With a vast network of creative agencies that helped craft some of the most memorable ad campaigns in history, Omnicom Group (NYSE:OMC) is a strategic holding company that provides advertising, marketing, and communications services to many of the world's largest companies.

Advertising & Marketing Services

The sector is on the precipice of both disruption and growth as AI, programmatic advertising, and data-driven marketing reshape how things are done. For example, the advent of the Internet broadly and programmatic advertising specifically means that brand building is not a relationship business anymore but instead one based on data and technology, which could hurt traditional ad agencies. On the other hand, the companies in the sector that beef up their tech chops by automating the buying of ad inventory or facilitating omnichannel marketing, for example, stand to benefit. With or without advances in digitization and AI, the sector is still highly levered to the macro, and economic uncertainty may lead to fluctuating ad spend, particularly in cyclical industries.

Sales Growth

Reviewing a company’s long-term sales performance reveals insights into its quality. Even a bad business can shine for one or two quarters, but a top-tier one grows for years.

With $15.75 billion in revenue over the past 12 months, Omnicom Group is a behemoth in the business services sector and benefits from economies of scale, giving it an edge in distribution. This also enables it to gain more leverage on its fixed costs than smaller competitors and the flexibility to offer lower prices. However, its scale is a double-edged sword because it’s challenging to maintain high growth rates when you’ve already captured a large portion of the addressable market. For Omnicom Group to boost its sales, it likely needs to adjust its prices, launch new offerings, or lean into foreign markets.

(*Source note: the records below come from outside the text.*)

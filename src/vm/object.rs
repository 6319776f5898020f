//! Object - Unlinked T3 assembly units and their binary file format
//!
//! ## File Format (all integers little-endian)
//!
//! ```text
//! HEADER (8 bytes)
//! ├── Magic:     "T3\0\x01" (4 bytes)
//! ├── Version:   u16 (= 1)
//! └── Sections:  u16 (section count)
//!
//! SECTION (repeated)
//! ├── NameLen:   u16
//! ├── Name:      [u8; name_len]
//! ├── Kind:      u8 (1 code, 2 data, 3 symbols, 4 relocations)
//! ├── Length:    u32
//! └── Payload:   [u8; length]
//!
//! SYMBOL ENTRY
//! ├── NameLen:   u16
//! ├── Name:      [u8; name_len]
//! ├── Address:   u32 (instruction index, or data byte offset)
//! └── Type:      u8 (low bits: 0 local, 1 global, 2 undefined; bit 7: data space)
//!
//! RELOCATION ENTRY
//! ├── Offset:    u32 (byte offset of the instruction in the code section)
//! ├── Symbol:    u16 (index into the symbol table)
//! └── Kind:      u8 (0 absolute, 1 pc-relative)
//! ```

use super::instruction::Instruction;
use super::program::SymbolSpace;
use anyhow::{Context, Result};
use std::path::Path;

/// Magic bytes for T3 object files
pub const T3_MAGIC: [u8; 4] = [b'T', b'3', 0x00, 0x01];

/// Current object format version
pub const T3_VERSION: u16 = 1;

const HEADER_SIZE: usize = 8;
const DATA_SPACE_BIT: u8 = 0x80;

#[derive(Debug, Clone, Copy, PartialEq, Eq)]
#[repr(u8)]
pub enum SectionKind {
    Code = 1,
    Data = 2,
    Symbols = 3,
    Relocations = 4,
}

impl SectionKind {
    fn from_u8(value: u8) -> Option<Self> {
        match value {
            1 => Some(Self::Code),
            2 => Some(Self::Data),
            3 => Some(Self::Symbols),
            4 => Some(Self::Relocations),
            _ => None,
        }
    }
}

/// Symbol visibility
#[derive(Debug, Clone, Copy, PartialEq, Eq)]
#[repr(u8)]
pub enum Binding {
    /// Visible inside its own object only
    Local = 0,
    /// Exported to other objects
    Global = 1,
    /// Referenced here, defined elsewhere
    Undefined = 2,
}

#[derive(Debug, Clone, PartialEq, Eq)]
pub struct Symbol {
    pub name: String,
    pub address: u32,
    pub binding: Binding,
    pub space: SymbolSpace,
}

impl Symbol {
    fn type_byte(&self) -> u8 {
        let space = match self.space {
            SymbolSpace::Code => 0,
            SymbolSpace::Data => DATA_SPACE_BIT,
        };
        self.binding as u8 | space
    }

    fn from_type_byte(name: String, address: u32, ty: u8) -> Result<Self> {
        let binding = match ty & !DATA_SPACE_BIT {
            0 => Binding::Local,
            1 => Binding::Global,
            2 => Binding::Undefined,
            other => anyhow::bail!("Invalid symbol binding {} for '{}'", other, name),
        };
        let space = if ty & DATA_SPACE_BIT != 0 {
            SymbolSpace::Data
        } else {
            SymbolSpace::Code
        };
        Ok(Self {
            name,
            address,
            binding,
            space,
        })
    }
}

#[derive(Debug, Clone, Copy, PartialEq, Eq)]
#[repr(u8)]
pub enum RelocKind {
    /// imm = symbol address
    Abs = 0,
    /// imm = symbol address - instruction index
    PcRel = 1,
}

/// A pending patch of one instruction's immediate field
#[derive(Debug, Clone, Copy, PartialEq, Eq)]
pub struct Relocation {
    /// Byte offset of the instruction within this object's code
    pub offset: u32,
    /// Index into this object's symbol table
    pub symbol: u16,
    pub kind: RelocKind,
}

/// Output of the assembler; input of the linker
#[derive(Debug, Clone, Default, PartialEq, Eq)]
pub struct Object {
    pub code: Vec<u8>,
    pub data: Vec<u8>,
    pub symbols: Vec<Symbol>,
    pub relocations: Vec<Relocation>,
}

impl Object {
    pub fn new() -> Self {
        Self::default()
    }

    /// Number of instructions in the code section
    pub fn instruction_count(&self) -> usize {
        self.code.len() / Instruction::SIZE
    }

    pub fn find_symbol(&self, name: &str) -> Option<usize> {
        self.symbols.iter().position(|s| s.name == name)
    }
}

// =============================================================================
// Serialization
// =============================================================================

fn push_name(buf: &mut Vec<u8>, name: &str) {
    buf.extend_from_slice(&(name.len() as u16).to_le_bytes());
    buf.extend_from_slice(name.as_bytes());
}

fn push_section(buf: &mut Vec<u8>, name: &str, kind: SectionKind, payload: &[u8]) {
    push_name(buf, name);
    buf.push(kind as u8);
    buf.extend_from_slice(&(payload.len() as u32).to_le_bytes());
    buf.extend_from_slice(payload);
}

/// Serialize an object to the T3 file format
pub fn serialize(object: &Object) -> Vec<u8> {
    let mut symtab = Vec::new();
    for sym in &object.symbols {
        push_name(&mut symtab, &sym.name);
        symtab.extend_from_slice(&sym.address.to_le_bytes());
        symtab.push(sym.type_byte());
    }

    let mut reltab = Vec::new();
    for rel in &object.relocations {
        reltab.extend_from_slice(&rel.offset.to_le_bytes());
        reltab.extend_from_slice(&rel.symbol.to_le_bytes());
        reltab.push(rel.kind as u8);
    }

    let mut bytes = Vec::with_capacity(HEADER_SIZE + object.code.len() + object.data.len());
    bytes.extend_from_slice(&T3_MAGIC);
    bytes.extend_from_slice(&T3_VERSION.to_le_bytes());
    bytes.extend_from_slice(&4u16.to_le_bytes());
    push_section(&mut bytes, ".code", SectionKind::Code, &object.code);
    push_section(&mut bytes, ".data", SectionKind::Data, &object.data);
    push_section(&mut bytes, ".symtab", SectionKind::Symbols, &symtab);
    push_section(&mut bytes, ".rel", SectionKind::Relocations, &reltab);
    bytes
}

/// Bounds-checked little-endian reader
struct Reader<'a> {
    data: &'a [u8],
    offset: usize,
}

impl<'a> Reader<'a> {
    fn new(data: &'a [u8]) -> Self {
        Self { data, offset: 0 }
    }

    fn is_empty(&self) -> bool {
        self.offset >= self.data.len()
    }

    fn take(&mut self, len: usize) -> Result<&'a [u8]> {
        let end = self
            .offset
            .checked_add(len)
            .filter(|&end| end <= self.data.len())
            .with_context(|| {
                format!(
                    "Unexpected end of data: need {} bytes at offset {}, have {}",
                    len,
                    self.offset,
                    self.data.len()
                )
            })?;
        let slice = &self.data[self.offset..end];
        self.offset = end;
        Ok(slice)
    }

    fn u8(&mut self) -> Result<u8> {
        Ok(self.take(1)?[0])
    }

    fn u16(&mut self) -> Result<u16> {
        Ok(u16::from_le_bytes(self.take(2)?.try_into()?))
    }

    fn u32(&mut self) -> Result<u32> {
        Ok(u32::from_le_bytes(self.take(4)?.try_into()?))
    }

    fn name(&mut self) -> Result<String> {
        let len = self.u16()? as usize;
        let bytes = self.take(len)?;
        Ok(std::str::from_utf8(bytes)
            .context("Name is not valid UTF-8")?
            .to_string())
    }
}

fn parse_symbols(payload: &[u8]) -> Result<Vec<Symbol>> {
    let mut reader = Reader::new(payload);
    let mut symbols = Vec::new();
    while !reader.is_empty() {
        let name = reader.name()?;
        let address = reader.u32()?;
        let ty = reader.u8()?;
        symbols.push(Symbol::from_type_byte(name, address, ty)?);
    }
    Ok(symbols)
}

fn parse_relocations(payload: &[u8], symbol_count: usize) -> Result<Vec<Relocation>> {
    let mut reader = Reader::new(payload);
    let mut relocations = Vec::new();
    while !reader.is_empty() {
        let offset = reader.u32()?;
        let symbol = reader.u16()?;
        let kind = match reader.u8()? {
            0 => RelocKind::Abs,
            1 => RelocKind::PcRel,
            other => anyhow::bail!("Invalid relocation kind {}", other),
        };
        if symbol as usize >= symbol_count {
            anyhow::bail!(
                "Relocation at offset {} names symbol {} of {}",
                offset,
                symbol,
                symbol_count
            );
        }
        relocations.push(Relocation {
            offset,
            symbol,
            kind,
        });
    }
    Ok(relocations)
}

/// Deserialize a T3 object file
pub fn deserialize(data: &[u8]) -> Result<Object> {
    if data.len() < HEADER_SIZE {
        anyhow::bail!("Header too short: {} bytes", data.len());
    }
    let mut reader = Reader::new(data);
    let magic = reader.take(4)?;
    if magic != T3_MAGIC {
        anyhow::bail!("Invalid magic: expected T3\\0\\x01, got {:02X?}", magic);
    }
    let version = reader.u16()?;
    if version != T3_VERSION {
        anyhow::bail!("Unsupported object version {}", version);
    }
    let section_count = reader.u16()?;

    let mut object = Object::new();
    let mut symbol_payload: &[u8] = &[];
    let mut reloc_payload: &[u8] = &[];

    for i in 0..section_count {
        let name = reader.name().with_context(|| format!("Section {} name", i))?;
        let kind_byte = reader.u8()?;
        let len = reader.u32()? as usize;
        let payload = reader
            .take(len)
            .with_context(|| format!("Section '{}' payload", name))?;

        match SectionKind::from_u8(kind_byte) {
            Some(SectionKind::Code) => {
                if payload.len() % Instruction::SIZE != 0 {
                    anyhow::bail!(
                        "Code section '{}' is {} bytes, not a multiple of {}",
                        name,
                        payload.len(),
                        Instruction::SIZE
                    );
                }
                object.code.extend_from_slice(payload);
            }
            Some(SectionKind::Data) => object.data.extend_from_slice(payload),
            Some(SectionKind::Symbols) => symbol_payload = payload,
            Some(SectionKind::Relocations) => reloc_payload = payload,
            None => {
                log::warn!("Skipping section '{}' of unknown kind {}", name, kind_byte);
            }
        }
    }

    object.symbols = parse_symbols(symbol_payload).context("Symbol table")?;
    object.relocations =
        parse_relocations(reloc_payload, object.symbols.len()).context("Relocation table")?;

    log::debug!(
        "Decoded object: {} instructions, {} data bytes, {} symbols, {} relocations",
        object.instruction_count(),
        object.data.len(),
        object.symbols.len(),
        object.relocations.len()
    );
    Ok(object)
}

/// True when `data` starts with the T3 object magic
pub fn is_object(data: &[u8]) -> bool {
    data.starts_with(&T3_MAGIC)
}

/// Save object to file
pub fn save_to_file(object: &Object, path: impl AsRef<Path>) -> Result<()> {
    let path = path.as_ref();
    std::fs::write(path, serialize(object))
        .with_context(|| format!("Failed to write {}", path.display()))
}

/// Load object from file
pub fn load_from_file(path: impl AsRef<Path>) -> Result<Object> {
    let path = path.as_ref();
    let data =
        std::fs::read(path).with_context(|| format!("Failed to read {}", path.display()))?;
    deserialize(&data).with_context(|| format!("Failed to decode {}", path.display()))
}

#[cfg(test)]
mod tests {
    use super::*;
    use crate::vm::register::Reg;

    fn sample() -> Object {
        Object {
            code: Instruction::to_bytes_all(&[
                Instruction::call(0),
                Instruction::load(Reg::R1, Reg::R0, 0),
                Instruction::halt(),
            ]),
            data: b"msg\n".to_vec(),
            symbols: vec![
                Symbol {
                    name: "main".to_string(),
                    address: 0,
                    binding: Binding::Global,
                    space: SymbolSpace::Code,
                },
                Symbol {
                    name: "helper".to_string(),
                    address: 0,
                    binding: Binding::Undefined,
                    space: SymbolSpace::Code,
                },
                Symbol {
                    name: "msg".to_string(),
                    address: 0,
                    binding: Binding::Local,
                    space: SymbolSpace::Data,
                },
            ],
            relocations: vec![
                Relocation {
                    offset: 0,
                    symbol: 1,
                    kind: RelocKind::PcRel,
                },
                Relocation {
                    offset: 8,
                    symbol: 2,
                    kind: RelocKind::Abs,
                },
            ],
        }
    }

    #[test]
    fn test_roundtrip() {
        let object = sample();
        let bytes = serialize(&object);
        assert_eq!(&bytes[0..4], &T3_MAGIC);
        assert_eq!(u16::from_le_bytes([bytes[4], bytes[5]]), T3_VERSION);
        assert!(is_object(&bytes));
        assert_eq!(deserialize(&bytes).unwrap(), object);
    }

    #[test]
    fn test_data_space_bit() {
        let object = sample();
        let bytes = serialize(&object);
        // The data-space symbol's type byte is the last byte of the symbol table
        let recovered = deserialize(&bytes).unwrap();
        assert_eq!(recovered.symbols[2].space, SymbolSpace::Data);
        assert_eq!(object.symbols[2].type_byte(), 0x80);
        assert_eq!(object.symbols[1].type_byte(), 0x02);
    }

    #[test]
    fn test_rejects_bad_input() {
        assert!(deserialize(b"T3").is_err());
        assert!(deserialize(b"TERN\x01\x00\x00\x00").is_err());

        let mut bytes = serialize(&sample());
        bytes.truncate(bytes.len() - 3);
        assert!(deserialize(&bytes).is_err());

        let mut bad_version = serialize(&sample());
        bad_version[4] = 9;
        assert!(deserialize(&bad_version).is_err());
    }

    #[test]
    fn test_relocation_symbol_range_checked() {
        let mut object = sample();
        object.relocations[0].symbol = 9;
        assert!(deserialize(&serialize(&object)).is_err());
    }

    #[test]
    fn test_file_roundtrip() {
        let dir = tempfile::tempdir().unwrap();
        let path = dir.path().join("sample.t3o");
        save_to_file(&sample(), &path).unwrap();
        assert_eq!(load_from_file(&path).unwrap(), sample());
        assert!(load_from_file(dir.path().join("missing.t3o")).is_err());
    }
}
//! Syscall dispatch for the TVM
//!
//! The host sees every syscall first. Anything it declines is handled here;
//! the result lands in R0.

use super::{Exec, Flow, Tvm};
use crate::lambda::{Exhaustion, ReductionContext, TermId};
use crate::vm::host::{
    Host, SYS_EXIT, SYS_LAMBDA_EVAL, SYS_LAMBDA_RELEASE, SYS_LAMBDA_REDUCE, SYS_READ, SYS_WRITE,
};
use crate::vm::register::Reg;

/// Argument registers, in order
const SYSCALL_ARGS: [Reg; 5] = [Reg::R1, Reg::R2, Reg::R3, Reg::R4, Reg::R5];

/// Budget for `lambda_eval`, which has no step argument
pub const EVAL_STEP_LIMIT: u64 = 1_000_000;

impl<H: Host> Tvm<H> {
    pub(super) fn execute_syscall(&mut self) -> Exec {
        let number = self.regs.read(Reg::R0);
        let args = SYSCALL_ARGS.map(|reg| self.regs.read(reg));

        if let Some(result) = self.host.syscall(number, &args, &mut self.memory) {
            self.regs.write(Reg::R0, result);
            return Ok(Flow::Next);
        }

        let result = match number {
            SYS_EXIT => {
                log::debug!("exit({})", args[0]);
                self.exit_status = Some(args[0]);
                return Ok(Flow::Halt);
            }
            SYS_WRITE => self.sys_write(args[0], args[1], args[2]),
            SYS_READ => self.sys_read(args[0], args[1], args[2]),
            SYS_LAMBDA_REDUCE => self.sys_lambda_reduce(args[0], args[1].max(0) as u64),
            SYS_LAMBDA_EVAL => self.sys_lambda_reduce(args[0], EVAL_STEP_LIMIT),
            SYS_LAMBDA_RELEASE => self.sys_lambda_release(args[0]),
            other => {
                log::warn!("Unknown syscall {} at pc {}", other, self.regs.pc());
                -1
            }
        };
        self.regs.write(Reg::R0, result);
        Ok(Flow::Next)
    }

    fn sys_write(&mut self, fd: i64, buf: i64, len: i64) -> i64 {
        let Ok(len) = usize::try_from(len) else {
            return -1;
        };
        let bytes = match self.memory.read(buf, len) {
            Ok(bytes) => bytes,
            Err(_) => {
                log::warn!("write: buffer {}+{} outside memory", buf, len);
                return -1;
            }
        };
        match self.host.write(fd, bytes) {
            Ok(n) => n as i64,
            Err(e) => {
                log::warn!("write(fd {}): {}", fd, e);
                -1
            }
        }
    }

    fn sys_read(&mut self, fd: i64, buf: i64, len: i64) -> i64 {
        let Ok(len) = usize::try_from(len) else {
            return -1;
        };
        let target = match self.memory.read_mut(buf, len) {
            Ok(target) => target,
            Err(_) => {
                log::warn!("read: buffer {}+{} outside memory", buf, len);
                return -1;
            }
        };
        match self.host.read(fd, target) {
            Ok(n) => n as i64,
            Err(e) => {
                log::warn!("read(fd {}): {}", fd, e);
                -1
            }
        }
    }

    /// Live term named by a register value; stale generations are rejected
    fn term_handle(&self, handle: i64) -> Option<TermId> {
        let raw = u64::try_from(handle).ok()?;
        let id = TermId::from_raw(raw);
        self.terms.contains(id).then_some(id)
    }

    /// Reduce under normal order; the result is a new handle owned by the program
    fn sys_lambda_reduce(&mut self, handle: i64, max_steps: u64) -> i64 {
        let Some(term) = self.term_handle(handle) else {
            log::warn!("lambda syscall on unknown handle {}", handle);
            return -1;
        };
        let mut ctx = ReductionContext::new(max_steps).on_exhaustion(Exhaustion::Error);
        match self.terms.reduce(term, &mut ctx) {
            Ok(reduction) => reduction.term.raw() as i64,
            Err(e) => {
                log::debug!("lambda reduction of {} failed: {}", handle, e);
                -1
            }
        }
    }

    fn sys_lambda_release(&mut self, handle: i64) -> i64 {
        let Some(term) = self.term_handle(handle) else {
            return -1;
        };
        match self.terms.release(term) {
            Ok(()) => 0,
            Err(e) => {
                log::warn!("lambda_release({}): {}", handle, e);
                -1
            }
        }
    }
}

#[cfg(test)]
mod tests {
    use super::super::tests::boot;
    use super::super::{RunOutcome, Status, Tvm, TvmConfig};
    use crate::lambda::TermStore;
    use crate::vm::host::{BufferHost, Host, SYS_EXIT, SYS_WRITE};
    use crate::vm::instruction::Instruction;
    use crate::vm::memory::Memory;
    use crate::vm::program::Program;
    use crate::vm::register::Reg;
    use std::io;

    #[test]
    fn test_write_syscall() {
        let program = Program::new(&[
            Instruction::li(Reg::R0, SYS_WRITE as i16),
            Instruction::li(Reg::R1, 1),
            Instruction::li(Reg::R2, 0),
            Instruction::li(Reg::R3, 6),
            Instruction::syscall(),
            Instruction::halt(),
        ])
        .with_data(b"hello\n".to_vec());

        let mut tvm = Tvm::new(TvmConfig::small(), BufferHost::new());
        tvm.load(&program).unwrap();
        assert_eq!(tvm.run(100), RunOutcome::Halted);
        assert_eq!(tvm.host().stdout_str(), "hello\n");
        assert_eq!(tvm.registers().read(Reg::R0), 6);
    }

    #[test]
    fn test_read_syscall() {
        let program = Program::new(&[
            Instruction::li(Reg::R0, 2),
            Instruction::li(Reg::R1, 0),
            Instruction::li(Reg::R2, 100),
            Instruction::li(Reg::R3, 8),
            Instruction::syscall(),
            Instruction::halt(),
        ]);
        let mut tvm = Tvm::new(TvmConfig::small(), BufferHost::with_input("abc"));
        tvm.load(&program).unwrap();
        tvm.run(100);
        assert_eq!(tvm.registers().read(Reg::R0), 3);
        assert_eq!(tvm.memory().read(100, 3).unwrap(), b"abc");
    }

    #[test]
    fn test_exit_records_status() {
        let mut tvm = boot(&[
            Instruction::li(Reg::R0, SYS_EXIT as i16),
            Instruction::li(Reg::R1, 42),
            Instruction::syscall(),
            Instruction::inc(Reg::R5),
        ]);
        assert_eq!(tvm.run(100), RunOutcome::Halted);
        assert_eq!(tvm.exit_status(), Some(42));
        assert_eq!(tvm.registers().read(Reg::R5), 0);
        assert_eq!(tvm.status(), Status::Halted);
    }

    #[test]
    fn test_unknown_syscall_returns_minus_one() {
        let mut tvm = boot(&[
            Instruction::li(Reg::R0, 777),
            Instruction::syscall(),
            Instruction::halt(),
        ]);
        assert_eq!(tvm.run(100), RunOutcome::Halted);
        assert_eq!(tvm.registers().read(Reg::R0), -1);
    }

    #[test]
    fn test_bad_write_buffer_returns_minus_one() {
        let mut tvm = boot(&[
            Instruction::li(Reg::R0, SYS_WRITE as i16),
            Instruction::li(Reg::R1, 1),
            Instruction::li(Reg::R2, -5),
            Instruction::li(Reg::R3, 3),
            Instruction::syscall(),
            Instruction::halt(),
        ]);
        assert_eq!(tvm.run(100), RunOutcome::Halted);
        assert_eq!(tvm.registers().read(Reg::R0), -1);
        assert!(tvm.host().stdout().is_empty());
    }

    struct Intercepting;

    impl Host for Intercepting {
        fn write(&mut self, _fd: i64, _bytes: &[u8]) -> io::Result<usize> {
            Ok(0)
        }
        fn read(&mut self, _fd: i64, _buf: &mut [u8]) -> io::Result<usize> {
            Ok(0)
        }
        fn now(&mut self) -> u64 {
            0
        }
        fn syscall(&mut self, number: i64, args: &[i64; 5], _memory: &mut Memory) -> Option<i64> {
            (number == 500).then(|| args[0] * 2)
        }
    }

    #[test]
    fn test_host_interception() {
        let mut tvm = Tvm::new(TvmConfig::small(), Intercepting);
        tvm.load(&Program::new(&[
            Instruction::li(Reg::R0, 500),
            Instruction::li(Reg::R1, 21),
            Instruction::syscall(),
            Instruction::halt(),
        ]))
        .unwrap();
        tvm.run(10);
        assert_eq!(tvm.registers().read(Reg::R0), 42);
    }

    #[test]
    fn test_lambda_syscalls() {
        let mut tvm = Tvm::new(TvmConfig::small(), BufferHost::new());
        let store: &mut TermStore = tvm.terms_mut();
        let x = store.intern("x");
        let y = store.intern("y");
        let id = {
            let body = store.var(x);
            store.lam(x, body)
        };
        let arg = store.var(y);
        let redex = store.app(id, arg);
        let expected = store.make_var(y);

        tvm.load(&Program::new(&[
            Instruction::li(Reg::R0, 100),
            Instruction::li(Reg::R1, redex.raw() as i16),
            Instruction::li(Reg::R2, 10),
            Instruction::syscall(),
            Instruction::halt(),
        ]))
        .unwrap();
        assert_eq!(tvm.run(10), RunOutcome::Halted);

        let result = tvm.registers().read(Reg::R0);
        assert!(result >= 0);
        let store = tvm.terms();
        let result = crate::lambda::TermId::from_raw(result as u64);
        assert!(store.alpha_eq(result, expected));
    }

    #[test]
    fn test_lambda_release_rejects_stale_handle() {
        let mut tvm = Tvm::new(TvmConfig::small(), BufferHost::new());
        let store = tvm.terms_mut();
        let (x, y) = (store.intern("x"), store.intern("y"));
        let stale = store.var(x);
        store.release(stale).unwrap();
        let reused = store.var(y);
        assert_eq!(stale.raw() & 0xFF_FFFF, reused.raw() & 0xFF_FFFF);

        tvm.load(&Program::new(&[
            Instruction::li(Reg::R0, 102),
            Instruction::li(Reg::R1, stale.raw() as i16),
            Instruction::syscall(),
            Instruction::halt(),
        ]))
        .unwrap();
        assert_eq!(tvm.run(10), RunOutcome::Halted);
        assert_eq!(tvm.registers().read(Reg::R0), -1);

        let store = tvm.terms();
        assert!(store.contains(reused));
        assert_eq!(store.refcount(reused), 1);
    }

    #[test]
    fn test_lambda_unknown_handle() {
        let mut tvm = boot(&[
            Instruction::li(Reg::R0, 101),
            Instruction::li(Reg::R1, 999),
            Instruction::syscall(),
            Instruction::halt(),
        ]);
        tvm.run(10);
        assert_eq!(tvm.registers().read(Reg::R0), -1);
    }
}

As you can see below, Omnicom Group grew its sales at a sluggish 1.1% compounded annual growth rate over the last five years. This shows it failed to generate demand in any major way and is a rough starting point for our analysis.

Omnicom Group Quarterly Revenue

We at StockStory place the most emphasis on long-term growth, but within business services, a half-decade historical view may miss recent innovations or disruptive industry trends. Omnicom Group’s annualized revenue growth of 4.9% over the last two years is above its five-year trend, but we were still disappointed by the results. Omnicom Group Year-On-Year Revenue Growth

Omnicom Group also reports organic revenue, which strips out one-time events like acquisitions and currency fluctuations that don’t accurately reflect its fundamentals. Over the last two years, Omnicom Group’s organic revenue averaged 4.4% year-on-year growth. Because this number aligns with its normal revenue growth, we can see the company’s core operations (not acquisitions and divestitures) drove most of its results. Omnicom Group Organic Revenue Growth

This quarter, Omnicom Group’s revenue grew by 1.6% year on year to $3.69 billion, falling short of Wall Street’s estimates.

Looking ahead, sell-side analysts expect revenue to grow 2.3% over the next 12 months, a slight deceleration versus the last two years. This projection doesn't excite us and suggests its products and services will see some demand headwinds.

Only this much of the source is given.